***** Material provided

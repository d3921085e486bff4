use cadence_core::materialization::MaterializationConfig;
use figment::{
    providers::{Env, Format, Serialized, Toml},
    Figment,
};
use serde::{Deserialize, Serialize};
use std::path::PathBuf;

/// Where completion records are persisted.
#[derive(Deserialize, Serialize, Debug, Clone, Copy, Default, PartialEq, Eq)]
#[serde(rename_all = "lowercase")]
pub enum LedgerBackend {
    #[default]
    Sqlite,
    Json,
}

#[derive(Deserialize, Serialize, Debug, Clone, PartialEq)]
#[serde(default)]
pub struct Config {
    /// SQLite database holding the ledger (sqlite back end)
    pub database_path: String,
    /// JSON file holding the task templates
    pub templates_path: PathBuf,
    pub ledger_backend: LedgerBackend,
    /// JSON file holding the ledger (json back end)
    pub ledger_path: PathBuf,
    pub materialization: MaterializationConfig,
}

impl Default for Config {
    fn default() -> Self {
        Self {
            database_path: "cadence.db".to_string(),
            templates_path: PathBuf::from("templates.json"),
            ledger_backend: LedgerBackend::default(),
            ledger_path: PathBuf::from("completions.json"),
            materialization: MaterializationConfig::default(),
        }
    }
}

impl Config {
    pub fn new() -> Result<Self, figment::Error> {
        Self::figment().extract()
    }

    /// Defaults, then `cadence.toml`, then `CADENCE_*` environment variables.
    /// Nested keys use a double underscore, e.g. `CADENCE_MATERIALIZATION__LOOKBACK_DAYS`.
    pub fn figment() -> Figment {
        Figment::from(Serialized::defaults(Config::default()))
            .merge(Toml::file("cadence.toml"))
            .merge(Env::prefixed("CADENCE_").split("__"))
    }
}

**********

◆ **Directions for this task**: In the data above, each line holding "Debug" is to be found and copied.

◆ **Solved problem**:
#[derive(Deserialize, Serialize, Debug, Clone, Copy, Default, PartialEq, Eq)]
#[derive(Deserialize, Serialize, Debug, Clone, PartialEq)]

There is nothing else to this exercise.